Animal models of Graves' hyperthyroidism

Graves' disease is a common organ-specific autoimmune disease characterized by overstimulation of the thyroid gland with agonistic anti-thyrotropin (TSH) receptor autoantibodies, which leads to hyperthyroidism and diffuse hyperplasia of the thyroid gland. Several groups including us have recently established several animal models of Graves' hyperthyroidism using novel immunization approaches, such as in vivo expression of the TSH receptor by injecting syngeneic living cells co-expressing the TSH receptor, the major histocompatibility complex (MHC) class II antigen and a costimulatory molecule, or genetic immunization using plasmid or adenovirus vectors coding the TSH receptor. This breakthrough has made it possible for us to study the pathogenesis of Graves' disease in more detail and has provided important insights into our understanding of disease pathogenesis. The important new findings that have emerged include: (i) the shed A subunit being the major autoantigen for TSAb, (ii) the significant role played by dendritic cells (DCs) as professional antigen-presenting cells in initiating disease development, (iii) contribution of MHC and particularly non-MHC genetic backgrounds in disease susceptibility, and (iv) influence of some particular infectious pathogens on disease development.

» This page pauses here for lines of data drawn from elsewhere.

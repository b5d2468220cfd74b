// Gateway HTTP handlers
//
// Route handlers, the API key middleware and query string helpers.

pub mod authentication;
pub mod params;
pub mod routes;

#[cfg(test)]
mod tests;

// Re-export handlers for easier access
pub use self::routes::{
    configure_routes, get_thumbnail, get_title, get_transcript, health, list_transcripts,
    metrics_endpoint, translate_transcript,
};
// Re-export authentication middleware
pub use self::authentication::ApiKeyGate;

However, the data regarding Th1/Th2 balance of TSH receptor-specific immune response or the association of Graves' hyperthyroidism with intrathyroidal lymphocytic infiltration are rather inconsistent. Future studies with these models will hopefully lead to better understanding of disease pathogenesis and help develop novel strategies for treatment and ultimately prevention of Graves' disease in humans.